REQUIRED ACTION =
Count up the lines below that include the string "filename" and report the number by itself.

[Dataset entries]
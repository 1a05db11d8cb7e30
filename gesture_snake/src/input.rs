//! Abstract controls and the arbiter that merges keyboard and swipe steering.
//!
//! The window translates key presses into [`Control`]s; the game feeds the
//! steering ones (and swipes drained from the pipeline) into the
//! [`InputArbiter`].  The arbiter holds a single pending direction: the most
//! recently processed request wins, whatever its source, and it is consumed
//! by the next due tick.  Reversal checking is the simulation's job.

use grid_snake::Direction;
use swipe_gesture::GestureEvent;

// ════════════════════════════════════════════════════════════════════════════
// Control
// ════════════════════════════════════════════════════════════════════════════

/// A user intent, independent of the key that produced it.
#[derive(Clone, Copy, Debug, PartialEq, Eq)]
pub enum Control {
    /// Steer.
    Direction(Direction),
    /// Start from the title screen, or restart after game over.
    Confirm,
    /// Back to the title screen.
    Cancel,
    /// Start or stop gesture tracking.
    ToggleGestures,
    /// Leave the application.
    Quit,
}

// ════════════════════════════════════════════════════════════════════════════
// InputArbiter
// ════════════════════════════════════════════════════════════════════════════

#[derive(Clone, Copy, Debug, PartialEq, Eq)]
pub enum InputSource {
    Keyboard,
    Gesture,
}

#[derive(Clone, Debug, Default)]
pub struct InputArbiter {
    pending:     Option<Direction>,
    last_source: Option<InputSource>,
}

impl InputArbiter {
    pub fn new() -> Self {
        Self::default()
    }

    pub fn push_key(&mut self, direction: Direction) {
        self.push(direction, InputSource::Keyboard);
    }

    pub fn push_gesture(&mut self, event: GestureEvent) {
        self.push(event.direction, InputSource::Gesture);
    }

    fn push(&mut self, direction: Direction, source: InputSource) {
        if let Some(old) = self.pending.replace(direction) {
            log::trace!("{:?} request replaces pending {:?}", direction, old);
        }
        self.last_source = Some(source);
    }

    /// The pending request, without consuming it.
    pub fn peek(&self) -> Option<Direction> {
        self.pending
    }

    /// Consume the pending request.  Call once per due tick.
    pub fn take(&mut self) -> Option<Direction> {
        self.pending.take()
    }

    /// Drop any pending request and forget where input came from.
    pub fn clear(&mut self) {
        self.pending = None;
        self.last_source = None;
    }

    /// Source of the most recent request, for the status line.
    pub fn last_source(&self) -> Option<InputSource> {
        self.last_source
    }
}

--

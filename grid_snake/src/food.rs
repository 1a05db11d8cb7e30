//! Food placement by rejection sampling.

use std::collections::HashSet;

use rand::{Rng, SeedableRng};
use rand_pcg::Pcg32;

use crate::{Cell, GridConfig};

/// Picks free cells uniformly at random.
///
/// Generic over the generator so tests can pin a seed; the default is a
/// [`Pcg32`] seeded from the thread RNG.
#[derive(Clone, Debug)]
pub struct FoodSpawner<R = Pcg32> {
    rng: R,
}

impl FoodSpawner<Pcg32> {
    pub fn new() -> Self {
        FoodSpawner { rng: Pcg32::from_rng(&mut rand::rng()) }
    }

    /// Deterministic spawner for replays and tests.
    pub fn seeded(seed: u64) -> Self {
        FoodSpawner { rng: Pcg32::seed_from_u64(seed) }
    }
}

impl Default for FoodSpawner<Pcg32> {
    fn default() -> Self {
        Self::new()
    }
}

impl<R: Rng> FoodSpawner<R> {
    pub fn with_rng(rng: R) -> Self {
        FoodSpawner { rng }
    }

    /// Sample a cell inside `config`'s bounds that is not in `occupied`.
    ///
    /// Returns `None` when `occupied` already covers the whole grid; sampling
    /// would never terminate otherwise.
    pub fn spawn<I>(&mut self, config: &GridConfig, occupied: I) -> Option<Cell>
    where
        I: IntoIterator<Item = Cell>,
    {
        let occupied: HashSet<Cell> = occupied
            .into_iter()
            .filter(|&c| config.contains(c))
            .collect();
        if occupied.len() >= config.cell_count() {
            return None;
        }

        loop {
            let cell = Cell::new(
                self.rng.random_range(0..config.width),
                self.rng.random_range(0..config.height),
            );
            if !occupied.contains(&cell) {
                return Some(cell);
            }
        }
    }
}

ANSWER SPACE =
2